On Fri, Mar 07, 2025 at 02:30:47PM -0500, Mathieu Desnoyers wrote:
> The PGDAT_RECLAIM_LOCKED bit is used to provide mutual exclusion of
> node reclaim for struct pglist_data using a single bit.
> 
> It is "locked" with a test_and_set_bit (similarly to a try lock) which
> provides full ordering with respect to loads and stores done within
> __node_reclaim().
> 
> It is "unlocked" with clear_bit(), which does not provide any ordering
> with respect to loads and stores done before clearing the bit.
> 
> The lack of clear_bit() memory ordering with respect to stores within
> __node_reclaim() can cause a subsequent CPU to fail to observe stores
> from a prior node reclaim.
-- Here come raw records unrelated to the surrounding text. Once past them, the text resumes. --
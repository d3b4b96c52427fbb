use chainsaw_framework::SourceError;
use thiserror::Error;

#[derive(Error, Debug)]
pub enum NetError {
    #[error("cannot resolve {0}")]
    Resolve(String),

    #[error("cannot bind {addr}: {source}")]
    Bind {
        addr: String,
        #[source]
        source: std::io::Error,
    },

    #[error("cannot connect to {addr}: {source}")]
    Connect {
        addr: String,
        #[source]
        source: std::io::Error,
    },

    #[error("cannot join multicast group {group}: {source}")]
    Multicast {
        group: String,
        #[source]
        source: std::io::Error,
    },

    #[error("failed to start reader thread: {0}")]
    Spawn(std::io::Error),
}

impl From<NetError> for SourceError {
    fn from(err: NetError) -> Self {
        SourceError::Connection(err.to_string())
    }
}
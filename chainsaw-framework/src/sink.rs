//! Event sinks: where finished [`LogEvent`]s are pushed.
//!
//! The core never keeps a reference to an event after pushing it; the sink owns it.

use crate::event::LogEvent;
use ringbuf::{
    HeapCons, HeapProd, HeapRb,
    traits::{Producer, Split},
};
use std::sync::{
    Mutex, PoisonError,
    atomic::{AtomicU64, Ordering},
    mpsc,
};

/// receives structured events from receivers
///
/// Implementations are shared between every running receiver thread, so `push`
/// must be cheap and must not block for long.
pub trait EventSink: Send + Sync {
    fn push(&self, event: LogEvent);
}

/// bounded sink backed by a heap ring buffer; drops new events when full
pub struct RingBufferSink {
    producer: Mutex<HeapProd<LogEvent>>,
    dropped: AtomicU64,
}

impl RingBufferSink {
    /// create the sink and the consumer half that the display side drains
    pub fn new(capacity: usize) -> (Self, HeapCons<LogEvent>) {
        let ring_buffer = HeapRb::<LogEvent>::new(capacity.max(1));
        let (producer, consumer) = ring_buffer.split();
        let sink = Self {
            producer: Mutex::new(producer),
            dropped: AtomicU64::new(0),
        };
        (sink, consumer)
    }

    /// number of events discarded because the buffer was full
    pub fn dropped(&self) -> u64 {
        self.dropped.load(Ordering::Relaxed)
    }
}

impl EventSink for RingBufferSink {
    fn push(&self, event: LogEvent) {
        let mut producer = self
            .producer
            .lock()
            .unwrap_or_else(PoisonError::into_inner);
        if producer.try_push(event).is_err() {
            self.dropped.fetch_add(1, Ordering::Relaxed);
            log::debug!("Ring buffer full, dropping event");
        }
    }
}

/// forwards events over an mpsc channel
pub struct ChannelSink {
    sender: Mutex<mpsc::Sender<LogEvent>>,
}

impl ChannelSink {
    pub fn new() -> (Self, mpsc::Receiver<LogEvent>) {
        let (sender, receiver) = mpsc::channel();
        (
            Self {
                sender: Mutex::new(sender),
            },
            receiver,
        )
    }
}

impl EventSink for ChannelSink {
    fn push(&self, event: LogEvent) {
        let sender = self.sender.lock().unwrap_or_else(PoisonError::into_inner);
        if sender.send(event).is_err() {
            log::debug!("Event channel closed, dropping event");
        }
    }
}

/// unbounded in-memory sink; handy for tests and batch tools
#[derive(Default)]
pub struct VecSink {
    events: Mutex<Vec<LogEvent>>,
}

impl VecSink {
    pub fn new() -> Self {
        Self::default()
    }

    pub fn len(&self) -> usize {
        self.lock().len()
    }

    pub fn is_empty(&self) -> bool {
        self.lock().is_empty()
    }

    /// clone of everything received so far, in arrival order
    pub fn snapshot(&self) -> Vec<LogEvent> {
        self.lock().clone()
    }

    /// take everything received so far
    pub fn drain(&self) -> Vec<LogEvent> {
        std::mem::take(&mut *self.lock())
    }

    fn lock(&self) -> std::sync::MutexGuard<'_, Vec<LogEvent>> {
        self.events.lock().unwrap_or_else(PoisonError::into_inner)
    }
}

impl EventSink for VecSink {
    fn push(&self, event: LogEvent) {
        self.lock().push(event);
    }
}

#[cfg(test)]
mod tests {
    use super::*;
    use ringbuf::traits::Consumer;

    #[test]
    fn test_ring_buffer_sink_drops_when_full() {
        let (sink, mut consumer) = RingBufferSink::new(2);
        sink.push(LogEvent::new("t", "one"));
        sink.push(LogEvent::new("t", "two"));
        sink.push(LogEvent::new("t", "three"));
        assert_eq!(sink.dropped(), 1);

        let first = consumer.try_pop().map(|e| e.message);
        let second = consumer.try_pop().map(|e| e.message);
        assert_eq!(first.as_deref(), Some("one"));
        assert_eq!(second.as_deref(), Some("two"));
        assert!(consumer.try_pop().is_none());
    }

    #[test]
    fn test_channel_sink_forwards() {
        let (sink, receiver) = ChannelSink::new();
        sink.push(LogEvent::new("t", "hello"));
        assert_eq!(receiver.recv().unwrap().message, "hello");
    }

    #[test]
    fn test_vec_sink_keeps_order() {
        let sink = VecSink::new();
        sink.push(LogEvent::new("t", "a"));
        sink.push(LogEvent::new("t", "b"));
        let messages: Vec<String> = sink.drain().into_iter().map(|e| e.message).collect();
        assert_eq!(messages, vec!["a", "b"]);
        assert!(sink.is_empty());
    }
}
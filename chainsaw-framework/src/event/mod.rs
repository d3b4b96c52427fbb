//! Structured log events and their text rendering.

mod formatter;
mod log_event;

pub use formatter::{DetailLevel, EventFormatter};
pub use log_event::{Level, Location, LogEvent};
mod common;

use chainsaw_framework::config::TimingConfig;
use chainsaw_framework::{ConnectionConfig, Credentials, VecSink};
use chainsaw_zeroconf::{
    ConnectionStatus, PROP_FILE_URI, PROP_FORMAT, ReceiverRegistry, RegistryError, RegistryEvent,
    ServiceDescriptor, TCP_SERVICE,
};
use common::{Journal, RecordingFactory, ScriptedProvider, vfs, wait_for};
use std::io::Write;
use std::sync::Arc;
use std::time::Duration;

fn registry_with(journal: &Journal, provider: ScriptedProvider) -> ReceiverRegistry {
    ReceiverRegistry::builder(Arc::new(VecSink::new()), vfs())
        .source_factory(Arc::new(RecordingFactory {
            journal: journal.clone(),
        }))
        .credential_provider(Arc::new(provider))
        .build()
}

fn provider(journal: &Journal, answer: Option<Credentials>) -> ScriptedProvider {
    ScriptedProvider {
        journal: journal.clone(),
        answer,
        delay: Duration::from_millis(150),
        silent: false,
    }
}

fn locked_config() -> ConnectionConfig {
    let mut config = ConnectionConfig::new("locked://logs.example.com/var/log/app.log", "LEVEL - MESSAGE");
    config.prompt_for_user_info = true;
    config.tailing = true;
    config
}

#[test]
fn test_second_connect_is_rejected() {
    let journal = Journal::default();
    let registry = registry_with(&journal, provider(&journal, None));
    let descriptor = ServiceDescriptor::new(TCP_SERVICE, "app", "127.0.0.1", 4560)
        .with_property(PROP_FILE_URI, "/var/log/app.log")
        .with_property(PROP_FORMAT, "LEVEL - MESSAGE");

    registry.connect(descriptor.clone()).unwrap();
    assert!(matches!(
        registry.connect(descriptor.clone()),
        Err(RegistryError::AlreadyConnected(_))
    ));
    assert_eq!(registry.len(), 1);

    registry.disconnect(&descriptor.key()).unwrap();
    assert!(registry.is_empty());
    registry.shutdown();
}

#[test]
fn test_source_opens_only_after_credentials() {
    let journal = Journal::default();
    let registry = registry_with(
        &journal,
        provider(&journal, Some(Credentials::new("ops", "s3cret"))),
    );

    registry.connect_manual("remote", locked_config()).unwrap();
    assert_eq!(registry.connections()[0].status, ConnectionStatus::Negotiating);

    assert!(wait_for(|| journal.count("open") == 1));
    let entries = journal.entries();
    let prompt = entries.iter().position(|e| e.starts_with("prompt")).unwrap();
    let create = entries.iter().position(|e| e.starts_with("create")).unwrap();
    assert!(prompt < create);
    assert!(entries.contains(&"open remote as ops".to_string()));
    // the prompt never shows the secret or embedded user info
    assert!(!entries[prompt].contains("s3cret"));

    registry.shutdown();
    assert!(journal.entries().contains(&"close remote".to_string()));
}

#[test]
fn test_credentials_are_not_requested_twice() {
    let journal = Journal::default();
    let registry = registry_with(
        &journal,
        provider(&journal, Some(Credentials::new("ops", "s3cret"))),
    );

    registry.connect_manual("remote", locked_config()).unwrap();
    assert!(wait_for(|| journal.count("open") == 1));
    registry
        .disconnect(&ServiceDescriptor::manual("remote").key())
        .unwrap();

    registry.connect_manual("remote", locked_config()).unwrap();
    assert!(wait_for(|| journal.count("open") == 2));
    assert_eq!(journal.count("prompt"), 1);
    registry.shutdown();
}

#[test]
fn test_declined_credentials_never_open() {
    let journal = Journal::default();
    let registry = registry_with(&journal, provider(&journal, None));
    let events = registry.subscribe();

    registry.connect_manual("remote", locked_config()).unwrap();
    assert!(wait_for(|| registry.is_empty()));
    assert_eq!(journal.count("prompt"), 1);
    assert_eq!(journal.count("create"), 0);
    assert_eq!(journal.count("open"), 0);
    // nothing was connected, so nothing is reported
    assert!(events.try_recv().is_err());
}

#[test]
fn test_disconnect_cancels_pending_negotiation() {
    let journal = Journal::default();
    let registry = registry_with(
        &journal,
        ScriptedProvider {
            journal: journal.clone(),
            answer: None,
            delay: Duration::ZERO,
            silent: true,
        },
    );

    registry.connect_manual("remote", locked_config()).unwrap();
    assert!(wait_for(|| journal.count("prompt") == 1));
    registry
        .disconnect(&ServiceDescriptor::manual("remote").key())
        .unwrap();
    assert!(registry.is_empty());

    std::thread::sleep(Duration::from_millis(200));
    assert_eq!(journal.count("open"), 0);
}

#[test]
fn test_single_pass_file_reports_lifecycle() {
    let mut file = tempfile::NamedTempFile::new().unwrap();
    writeln!(file, "INFO - first").unwrap();
    writeln!(file, "WARN - second").unwrap();
    file.flush().unwrap();

    let sink = Arc::new(VecSink::new());
    let registry = ReceiverRegistry::builder(sink.clone(), vfs())
        .timing(TimingConfig {
            poll_interval_secs: 1,
            retry_interval_secs: 1,
        })
        .build();
    let events = registry.subscribe();

    let config = ConnectionConfig::new(file.path().to_string_lossy(), "LEVEL - MESSAGE").with_tailing(false);
    registry.connect_manual("local", config).unwrap();

    let connected = events.recv_timeout(Duration::from_secs(5)).unwrap();
    assert_eq!(connected, RegistryEvent::Connected(ServiceDescriptor::manual("local")));
    let finished = events.recv_timeout(Duration::from_secs(5)).unwrap();
    assert_eq!(finished, RegistryEvent::Disconnected(ServiceDescriptor::manual("local")));

    let received = sink.snapshot();
    assert_eq!(received.len(), 2);
    assert_eq!(received[0].level, "INFO");
    assert_eq!(received[1].message, "second");
    assert_eq!(received[1].source, "local");
    assert!(registry.is_empty());
}

#[test]
fn test_invalid_manual_uri_is_rejected() {
    let journal = Journal::default();
    let registry = registry_with(&journal, provider(&journal, None));
    let result = registry.connect_manual("bad", ConnectionConfig::new("   ", "MESSAGE"));
    assert!(matches!(result, Err(RegistryError::InvalidDescriptor(_))));
    assert!(registry.is_empty());
}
This is not an issue in practice on TSO (e.g.
> x86), but it is an issue on weakly-ordered architectures (e.g. arm64).
> 
> Fix this with following changes:
> 
> A) Use clear_bit_unlock rather than clear_bit to clear PGDAT_RECLAIM_LOCKED
>    with a release memory ordering semantic.
> 
> This provides stronger memory ordering (release rather than relaxed).
> 
> B) Use test_and_set_bit_lock rather than test_and_set_bit to test-and-set
>    PGDAT_RECLAIM_LOCKED with an acquire memory ordering semantic.
> 
> This changes the "lock" acquisition from a full barrier to an acquire
> memory ordering, which is weaker. The acquire semi-permeable barrier
> paired with the release on unlock is sufficient for this mutual
> exclusion use-case.

FWIW, this aligns with my understanding.

Is (A) intended to be (submitted separately and) backported?

  Andrea


> Signed-off-by: Mathieu Desnoyers <mathieu.desnoyers@efficios.com>
> Cc: Andrew Morton <akpm@linux-foundation.org>
> Cc: Lorenzo Stoakes <lorenzo.stoakes@oracle.com>
> Cc: Matthew Wilcox <willy@infradead.org>
> Cc: Alan Stern <stern@rowland.harvard.edu>
> Cc: Andrea Parri <parri.andrea@gmail.com>
> Cc: Will Deacon <will@kernel.org>
> Cc: Peter Zijlstra <peterz@infradead.org>
> Cc: Boqun Feng <boqun.feng@gmail.com>
> Cc: Nicholas Piggin <npiggin@gmail.com>
> Cc: David Howells <dhowells@redhat.com>
> Cc: Jade Alglave <j.alglave@ucl.ac.uk>
> Cc: Luc Maranget <luc.maranget@inria.fr>
> Cc: "Paul E. McKenney" <paulmck@kernel.org>
> Cc: linux-mm@kvack.org
> ---
>  mm/vmscan.c | 4 ++--
>  1 file changed, 2 insertions(+), 2 deletions(-)
> 
> diff --git a/mm/vmscan.c b/mm/vmscan.c
> index c22175120f5d..021b25bdba91 100644
> --- a/mm/vmscan.c
> +++ b/mm/vmscan.c
> @@ -7567,11 +7567,11 @@ int node_reclaim(struct pglist_data *pgdat, gfp_t gfp_mask, unsigned int order)
>  	if (node_state(pgdat->node_id, N_CPU) && pgdat->node_id != numa_node_id())
>  		return NODE_RECLAIM_NOSCAN;
>  
> -	if (test_and_set_bit(PGDAT_RECLAIM_LOCKED, &pgdat->flags))
> +	if (test_and_set_bit_lock(PGDAT_RECLAIM_LOCKED, &pgdat->flags))
>  		return NODE_RECLAIM_NOSCAN;
>  
>  	ret = __node_reclaim(pgdat, gfp_mask, order);
> -	clear_bit(PGDAT_RECLAIM_LOCKED, &pgdat->flags);
> +	clear_bit_unlock(PGDAT_RECLAIM_LOCKED, &pgdat->flags);
>  
>  	if (ret)
>  		count_vm_event(PGSCAN_ZONE_RECLAIM_SUCCESS);
> -- 
> 2.25.1
> 


      reply	other threads:[~2025-03-12 10:56 UTC|newest]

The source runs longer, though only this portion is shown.